Wednesday, May 25, 2011

The Recipe: Blood Building/Liver Nourishing Syrup

So yummy I had to share!

All herbs are dried:

1/2c burdock root
1/2c dandelion root
1/4c astragalus root
dash of fennel seeds
dash of ginger

Tweak ingredients as needed.  If you have a warmer constitution or heat issues, omit the ginger.

Add the burdock, dandy and astragalus to 2 cups of water in a saucepan with lid.  Simmer on low for 1-2hrs.  Do not rush this.  A nice long and steady decoction is needed to pull out the inulin and polysaccharides wanted.  Add the fennel and ginger for the last 20 minutes of decoction only.

Strain the herbs.  I ended up with approximately 1 cup of liquid at this point.  I then ran the spent roots through my juicer and added that extra few tablespoons of sediment-heavy liquid to my decoction.  Personally, I think this step is very important, but not absolutely essential. 

Let it cool just a bit, then add 1/2c or less raw honey.  I used closer to 1/4c as I want to taste the herbs more than the honey.  Bottle and store in the refrigerator for up to 3 months.  Enjoy liberally!

I take a tablespoon a few times a day, but especially at night with my probiotic supplement.
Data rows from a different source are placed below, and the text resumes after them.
//! Publication endpoints beyond the shared CRUD set

use axum::{
    extract::{Query, State},
    routing::get,
    Json, Router,
};
use axum_extra::extract::WithRejection;

use super::resources::{self, LimitQuery, ListParams};
use crate::{
    error::{AppError, AppResult},
    models::{ApiResponse, Publication},
    repository::WithCategory,
    AppState,
};

/// List publications with their category name and color
#[utoipa::path(
    get,
    path = "/publicaciones/with-category",
    tag = "publicaciones",
    params(
        ("page" = Option<i64>, Query, description = "Page number, from 1"),
        ("limit" = Option<i64>, Query, description = "Page size"),
        ("categoria" = Option<String>, Query, description = "Category slug"),
    ),
    responses(
        (status = 200, description = "Publications with category", body = [Publication]),
        (status = 400, description = "Unknown filter or bad value", body = crate::error::ErrorResponse)
    )
)]
pub async fn list_with_category(
    State(state): State<AppState>,
    mut params: ListParams,
) -> AppResult<Json<ApiResponse<Vec<WithCategory<Publication>>>>> {
    let service = &state.services.publications;
    let category = params.take("categoria");
    let filters = params.filters()?;
    let page = service
        .list_with_category(params.page_request(service), &filters, category)
        .await?;
    Ok(Json(ApiResponse::paginated("Publications retrieved", page)))
}

/// Featured published publications, newest first
#[utoipa::path(
    get,
    path = "/publicaciones/featured",
    tag = "publicaciones",
    params(LimitQuery),
    responses(
        (status = 200, description = "Featured publications", body = [Publication])
    )
)]
pub async fn featured(
    State(state): State<AppState>,
    WithRejection(Query(query), _): WithRejection<Query<LimitQuery>, AppError>,
) -> AppResult<Json<ApiResponse<Vec<WithCategory<Publication>>>>> {
    let data = state.services.publications.featured(query.limit).await?;
    Ok(Json(ApiResponse::ok("Featured publications retrieved", data)))
}

/// Search title, description and author, combined with equality filters
#[utoipa::path(
    get,
    path = "/publicaciones/search-advanced",
    tag = "publicaciones",
    params(
        ("q" = String, Query, description = "Search term"),
        ("categoria" = Option<String>, Query, description = "Category slug"),
        ("page" = Option<i64>, Query, description = "Page number, from 1"),
        ("limit" = Option<i64>, Query, description = "Page size"),
    ),
    responses(
        (status = 200, description = "Matching publications", body = [Publication]),
        (status = 400, description = "Missing search term", body = crate::error::ErrorResponse)
    )
)]
pub async fn search_advanced(
    State(state): State<AppState>,
    mut params: ListParams,
) -> AppResult<Json<ApiResponse<Vec<WithCategory<Publication>>>>> {
    let service = &state.services.publications;
    let category = params.take("categoria");
    let filters = params.filters()?;
    let page = service
        .search_advanced(
            params.q.as_deref(),
            &filters,
            category,
            params.page_request(service),
        )
        .await?;
    Ok(Json(ApiResponse::paginated("Advanced search completed", page)))
}

pub fn router() -> Router<AppState> {
    resources::routes::<Publication>()
        .route("/with-category", get(list_with_category))
        .route("/featured", get(featured))
        .route("/search-advanced", get(search_advanced))
}
//! Event endpoints beyond the shared CRUD set

use axum::{
    extract::{Path, Query, State},
    routing::get,
    Json, Router,
};
use axum_extra::extract::WithRejection;

use super::resources::{self, LimitQuery, ListParams};
use crate::{
    error::{AppError, AppResult},
    models::{
        enums::{ActivityStatus, EventType},
        event::EventColumn,
        ApiResponse, Event,
    },
    AppState,
};

#[utoipa::path(
    get,
    path = "/eventos/status/{status}",
    tag = "eventos",
    params(("status" = ActivityStatus, Path, description = "upcoming, ongoing, completed or cancelled")),
    responses(
        (status = 200, description = "Events with the status", body = [Event]),
        (status = 400, description = "Unknown status", body = crate::error::ErrorResponse)
    )
)]
pub async fn by_status(
    State(state): State<AppState>,
    WithRejection(Path(status), _): WithRejection<Path<String>, AppError>,
    params: ListParams,
) -> AppResult<Json<ApiResponse<Vec<Event>>>> {
    let status: ActivityStatus = status.parse()?;
    let service = &state.services.events;
    let page = service
        .list_by(EventColumn::Status, status, params.page_request(service))
        .await?;
    Ok(Json(ApiResponse::paginated("Events retrieved", page)))
}

/// Upcoming events that have not started, soonest first
#[utoipa::path(
    get,
    path = "/eventos/upcoming",
    tag = "eventos",
    params(LimitQuery),
    responses(
        (status = 200, description = "Upcoming events", body = [Event])
    )
)]
pub async fn upcoming(
    State(state): State<AppState>,
    WithRejection(Query(query), _): WithRejection<Query<LimitQuery>, AppError>,
) -> AppResult<Json<ApiResponse<Vec<Event>>>> {
    let data = state.services.events.upcoming(query.limit).await?;
    Ok(Json(ApiResponse::ok("Upcoming events retrieved", data)))
}

#[utoipa::path(
    get,
    path = "/eventos/type/{type}",
    tag = "eventos",
    params(("type" = EventType, Path, description = "taller, capacitacion, foro or debate")),
    responses(
        (status = 200, description = "Events of the type", body = [Event]),
        (status = 400, description = "Unknown type", body = crate::error::ErrorResponse)
    )
)]
pub async fn by_type(
    State(state): State<AppState>,
    WithRejection(Path(kind), _): WithRejection<Path<String>, AppError>,
    params: ListParams,
) -> AppResult<Json<ApiResponse<Vec<Event>>>> {
    let kind: EventType = kind.parse()?;
    let service = &state.services.events;
    let page = service
        .list_by(EventColumn::Type, kind, params.page_request(service))
        .await?;
    Ok(Json(ApiResponse::paginated("Events retrieved", page)))
}

pub fn router() -> Router<AppState> {
    resources::routes::<Event>()
        .route("/status/:status", get(by_status))
        .route("/upcoming", get(upcoming))
        .route("/type/:type", get(by_type))
}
The flavor is earthy and sweet and pleasing to almost anyone's palate. 

Tuesday, May 24, 2011

Adrenal Fatigue, Food Intolerance and Pregnancy

So I've been busy.  Busy raising children, busy with spring gardening and wildcrafting, and most of all busy gestating.  I am entering my fifth month of pregnancy, and my 7yr anniversary of being pregnant and/or breastfeeding is coming up.  Things are getting serious :)  Each pregnancy has had profound effects on my body, leaving me deficient in many ways.  This bonus baby (read: unplanned) has really helped me prioritize and put my own health and healing first.  Still recovering from adrenal fatigue and the damage done by lifelong food intolerances, my compliance to protocol and healing efforts have been redoubled.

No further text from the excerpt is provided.